Even as Ghana’s inflation eases to its lowest point in more than three years, the Ghana Statistical Service (GSS) is warning households not to let their guard down, especially at the dinner table and on their utility bills.
The latest data from the GSS shows that year-on-year inflation for June 2025 fell to 13.7%, down from 18.4% in May, marking the sixth straight month of decline. But food prices remain a stubborn force, contributing 7 percentage points to the overall rate.
In its data, the GSS advised households to adopt smarter purchasing habits to stretch their cedis further.
“With food inflation still contributing 7 ppts to the 13.7% headline rate, households should lean into bulk purchases of staples, buy local produce where possible, and favor in-season vegetables, cereals, and proteins, which are experiencing sharper price drops.”
Ghanaians are also being encouraged to rethink how they use electricity and manage their housing costs.

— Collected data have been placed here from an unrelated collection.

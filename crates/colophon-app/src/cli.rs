use std::ffi::OsString;
use std::path::PathBuf;

use clap::parser::ValueSource;
use clap::{ArgMatches, CommandFactory, FromArgMatches, Parser, ValueEnum};

#[derive(Copy, Clone, Debug, Eq, PartialEq, ValueEnum)]
pub enum OcrBackend {
    Auto,
    Onnx,
    Noop,
}

#[derive(Debug, Default)]
pub struct CliSources {
    pub ocr_backend_from_cli: bool,
    pub log_level_from_cli: bool,
}

impl CliSources {
    fn from_matches(matches: &ArgMatches) -> Self {
        Self {
            ocr_backend_from_cli: value_from_cli(matches, "ocr_backend"),
            log_level_from_cli: value_from_cli(matches, "log_level"),
        }
    }
}

fn value_from_cli(matches: &ArgMatches, id: &str) -> bool {
    matches
        .value_source(id)
        .is_some_and(|source| matches!(source, ValueSource::CommandLine))
}

pub fn parse_cli() -> (CliArgs, CliSources) {
    match parse_cli_from(std::env::args_os()) {
        Ok(parsed) => parsed,
        Err(err) => err.exit(),
    }
}

pub fn parse_cli_from<I, T>(args: I) -> Result<(CliArgs, CliSources), clap::Error>
where
    I: IntoIterator<Item = T>,
    T: Into<OsString> + Clone,
{
    let matches = CliArgs::command().try_get_matches_from(args)?;
    let args = CliArgs::from_arg_matches(&matches)?;
    let sources = CliSources::from_matches(&matches);
    Ok((args, sources))
}

#[derive(Debug, Parser)]
#[command(
    name = "colophon",
    about = "Recognise a book copyright page and extract its bibliographic fields",
    disable_help_subcommand = true
)]
pub struct CliArgs {
    /// Override the configuration file path
    #[arg(long = "config", value_name = "FILE")]
    pub config: Option<PathBuf>,

    /// Preferred OCR backend
    #[arg(long = "ocr-backend", value_enum, default_value_t = OcrBackend::Auto)]
    pub ocr_backend: OcrBackend,

    /// Directory holding the OCR models and character dictionary
    #[arg(long = "models-dir", value_name = "DIR")]
    pub models_dir: Option<PathBuf>,

    /// Log filter used when COLOPHON_LOG is unset
    #[arg(long = "log-level", value_name = "LEVEL", default_value = "info")]
    pub log_level: String,

    /// Copyright page image to open on startup
    pub image: Option<PathBuf>,
}

#[cfg(test)]
mod tests {
    use super::*;

    #[test]
    fn defaults_are_not_reported_as_cli_values() {
        let (args, sources) = parse_cli_from(["colophon"]).unwrap();
        assert_eq!(args.ocr_backend, OcrBackend::Auto);
        assert_eq!(args.log_level, "info");
        assert!(args.image.is_none());
        assert!(!sources.ocr_backend_from_cli);
        assert!(!sources.log_level_from_cli);
    }

    #[test]
    fn explicit_flags_are_tracked() {
        let (args, sources) = parse_cli_from([
            "colophon",
            "--ocr-backend",
            "noop",
            "--log-level",
            "debug",
            "--models-dir",
            "/opt/models",
            "page.png",
        ])
        .unwrap();
        assert_eq!(args.ocr_backend, OcrBackend::Noop);
        assert_eq!(args.models_dir, Some(PathBuf::from("/opt/models")));
        assert_eq!(args.image, Some(PathBuf::from("page.png")));
        assert!(sources.ocr_backend_from_cli);
        assert!(sources.log_level_from_cli);
    }

    #[test]
    fn unknown_backend_is_rejected() {
        assert!(parse_cli_from(["colophon", "--ocr-backend", "vision"]).is_err());
    }
}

According to the June CPI data, rent, electricity, and refuse disposal were among the top five inflation drivers. Electricity alone recorded a year-on-year jump of 139.3%, while refuse disposal rose 130.9%, and rent costs surged 86%.

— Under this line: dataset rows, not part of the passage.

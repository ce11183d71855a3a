use std::path::PathBuf;

pub const DEFAULT_DET_LIMIT_SIDE_LEN: u32 = 960;
pub const DEFAULT_DET_THRESH: f32 = 0.3;
pub const DEFAULT_BOX_THRESH: f32 = 0.6;
pub const DEFAULT_UNCLIP_RATIO: f32 = 1.5;
pub const DEFAULT_CLS_THRESH: f32 = 0.9;
pub const DEFAULT_DROP_SCORE: f32 = 0.5;

/// Model files and thresholds for the ONNX detection + recognition pipeline.
#[derive(Debug, Clone, PartialEq)]
pub struct OnnxOcrConfig {
    pub det_model: PathBuf,
    pub rec_model: PathBuf,
    /// Text-angle classifier; `None` skips orientation correction.
    pub cls_model: Option<PathBuf>,
    /// Character dictionary, one entry per line.
    pub dict: PathBuf,
    pub det_limit_side_len: u32,
    pub det_thresh: f32,
    pub box_thresh: f32,
    pub unclip_ratio: f32,
    pub cls_thresh: f32,
    pub drop_score: f32,
}

impl OnnxOcrConfig {
    pub fn new(det_model: PathBuf, rec_model: PathBuf, dict: PathBuf) -> Self {
        Self {
            det_model,
            rec_model,
            cls_model: None,
            dict,
            det_limit_side_len: DEFAULT_DET_LIMIT_SIDE_LEN,
            det_thresh: DEFAULT_DET_THRESH,
            box_thresh: DEFAULT_BOX_THRESH,
            unclip_ratio: DEFAULT_UNCLIP_RATIO,
            cls_thresh: DEFAULT_CLS_THRESH,
            drop_score: DEFAULT_DROP_SCORE,
        }
    }

    pub fn with_angle_classifier(mut self, cls_model: PathBuf) -> Self {
        self.cls_model = Some(cls_model);
        self
    }
}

“With electricity, refuse disposal, and rent, being among the biggest drivers of inflation, households should explore energy-saving practices,” the GSS advised.

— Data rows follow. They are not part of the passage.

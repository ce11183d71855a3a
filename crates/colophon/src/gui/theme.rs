use gpui::*;

/// Black, white and greys; follows the window appearance.
#[derive(Clone, Copy, Debug)]
pub struct AppTheme {
    pub is_dark: bool,
}

impl AppTheme {
    pub fn light() -> Self {
        Self { is_dark: false }
    }

    pub fn dark() -> Self {
        Self { is_dark: true }
    }

    pub fn from_appearance(appearance: WindowAppearance) -> Self {
        match appearance {
            WindowAppearance::Dark | WindowAppearance::VibrantDark => Self::dark(),
            WindowAppearance::Light | WindowAppearance::VibrantLight => Self::light(),
        }
    }

    pub fn background(&self) -> Hsla {
        if self.is_dark {
            hsla(0.0, 0.0, 0.05, 1.0)
        } else {
            hsla(0.0, 0.0, 0.98, 1.0)
        }
    }

    pub fn surface(&self) -> Hsla {
        if self.is_dark {
            hsla(0.0, 0.0, 0.12, 1.0)
        } else {
            hsla(0.0, 0.0, 1.0, 1.0)
        }
    }

    pub fn text_primary(&self) -> Hsla {
        if self.is_dark {
            hsla(0.0, 0.0, 0.95, 1.0)
        } else {
            hsla(0.0, 0.0, 0.1, 1.0)
        }
    }

    pub fn text_tertiary(&self) -> Hsla {
        if self.is_dark {
            hsla(0.0, 0.0, 0.45, 1.0)
        } else {
            hsla(0.0, 0.0, 0.55, 1.0)
        }
    }

    pub fn border(&self) -> Hsla {
        if self.is_dark {
            hsla(0.0, 0.0, 0.25, 1.0)
        } else {
            hsla(0.0, 0.0, 0.2, 1.0)
        }
    }

    pub fn accent(&self) -> Hsla {
        if self.is_dark {
            hsla(0.0, 0.0, 0.8, 1.0)
        } else {
            hsla(0.0, 0.0, 0.2, 1.0)
        }
    }

    pub fn accent_hover(&self) -> Hsla {
        if self.is_dark {
            hsla(0.0, 0.0, 0.9, 1.0)
        } else {
            hsla(0.0, 0.0, 0.1, 1.0)
        }
    }

    /// Label color on top of [`AppTheme::accent`].
    pub fn on_accent(&self) -> Hsla {
        if self.is_dark {
            hsla(0.0, 0.0, 0.05, 1.0)
        } else {
            hsla(0.0, 0.0, 0.98, 1.0)
        }
    }

    pub fn disabled(&self) -> Hsla {
        if self.is_dark {
            hsla(0.0, 0.0, 0.18, 1.0)
        } else {
            hsla(0.0, 0.0, 0.88, 1.0)
        }
    }
}
use crate::OcrError;

pub(super) const REC_HEIGHT: u32 = 48;
const REC_MIN_WIDTH: u32 = 320;
const REC_MAX_WIDTH: u32 = 3200;

/// Recogniser input width for a crop: wide enough for its aspect ratio at
/// the model height, never narrower than the model's base width.
pub(super) fn recognition_width(crop_w: u32, crop_h: u32) -> u32 {
    let ratio = crop_w as f32 / crop_h.max(1) as f32;
    let needed = (REC_HEIGHT as f32 * ratio).ceil() as u32;
    needed.clamp(REC_MIN_WIDTH, REC_MAX_WIDTH)
}

/// Greedy CTC decoding over `[.., T, C]` scores. Class 0 is the blank and
/// class `i` maps to `dictionary[i - 1]`. Repeated classes collapse unless a
/// blank separates them. The confidence is the mean score of emitted classes.
pub(super) fn ctc_greedy_decode(
    scores: &[f32],
    shape: &[usize],
    dictionary: &[String],
) -> Result<(String, f32), OcrError> {
    let [.., steps, classes] = shape else {
        return Err(OcrError::backend(format!(
            "unexpected recogniser output shape {shape:?}"
        )));
    };
    let (steps, classes) = (*steps, *classes);
    if classes != dictionary.len() + 1 {
        return Err(OcrError::backend(format!(
            "recogniser emits {classes} classes but the dictionary holds {} entries",
            dictionary.len()
        )));
    }
    if scores.len() < steps * classes {
        return Err(OcrError::backend(format!(
            "recogniser output shape {shape:?} does not match {} values",
            scores.len()
        )));
    }

    let mut text = String::new();
    let mut total = 0.0f32;
    let mut emitted = 0usize;
    let mut previous = None;
    for row in scores.chunks_exact(classes).take(steps) {
        let (best, score) = row
            .iter()
            .copied()
            .enumerate()
            .fold((0usize, f32::NEG_INFINITY), |acc, (index, value)| {
                if value > acc.1 { (index, value) } else { acc }
            });
        if best != 0 && previous != Some(best) {
            text.push_str(&dictionary[best - 1]);
            total += score;
            emitted += 1;
        }
        previous = Some(best);
    }

    let confidence = if emitted == 0 { 0.0 } else { total / emitted as f32 };
    Ok((text, confidence))
}

#[cfg(test)]
mod tests {
    use super::*;

    fn dictionary() -> Vec<String> {
        ["版", "权", "页", " "].iter().map(|s| s.to_string()).collect()
    }

    fn scores(path: &[(usize, f32)], classes: usize) -> Vec<f32> {
        let mut out = Vec::with_capacity(path.len() * classes);
        for &(class, score) in path {
            let rest = (1.0 - score) / (classes - 1) as f32;
            out.extend((0..classes).map(|index| if index == class { score } else { rest }));
        }
        out
    }

    #[test]
    fn collapses_repeats_and_skips_blanks() {
        let path = [(1, 0.9), (1, 0.8), (0, 0.9), (1, 0.7), (2, 0.9), (4, 0.6), (3, 0.9)];
        let data = scores(&path, 5);
        let (text, confidence) = ctc_greedy_decode(&data, &[1, path.len(), 5], &dictionary()).unwrap();
        assert_eq!(text, "版版权 页");
        let expected = (0.9 + 0.7 + 0.9 + 0.6 + 0.9) / 5.0;
        assert!((confidence - expected).abs() < 1e-5);
    }

    #[test]
    fn all_blank_output_is_empty() {
        let data = scores(&[(0, 0.99), (0, 0.99)], 5);
        let (text, confidence) = ctc_greedy_decode(&data, &[1, 2, 5], &dictionary()).unwrap();
        assert!(text.is_empty());
        assert_eq!(confidence, 0.0);
    }

    #[test]
    fn class_count_must_match_dictionary() {
        let data = vec![0.0; 12];
        assert!(ctc_greedy_decode(&data, &[1, 3, 4], &dictionary()).is_err());
        assert!(ctc_greedy_decode(&data, &[1, 3, 5], &dictionary()).is_err());
    }

    #[test]
    fn width_follows_aspect_ratio() {
        assert_eq!(recognition_width(100, 48), 320);
        assert_eq!(recognition_width(480, 24), 960);
        assert_eq!(recognition_width(100_000, 10), 3200);
    }
}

Despite the overall decline in inflation, the situation remains uneven across the country. The Upper West Region posted the highest regional inflation rate at 32.3%, more than double the national average. The Bono East Region, by contrast, recorded the lowest at 8.4%.
While the falling national figures signal that some economic pressure is lifting, the cost of living remains fragile. Food and utilities may still stretch household budgets, and conscious consumer behavior, will be essential to sustain the current gains.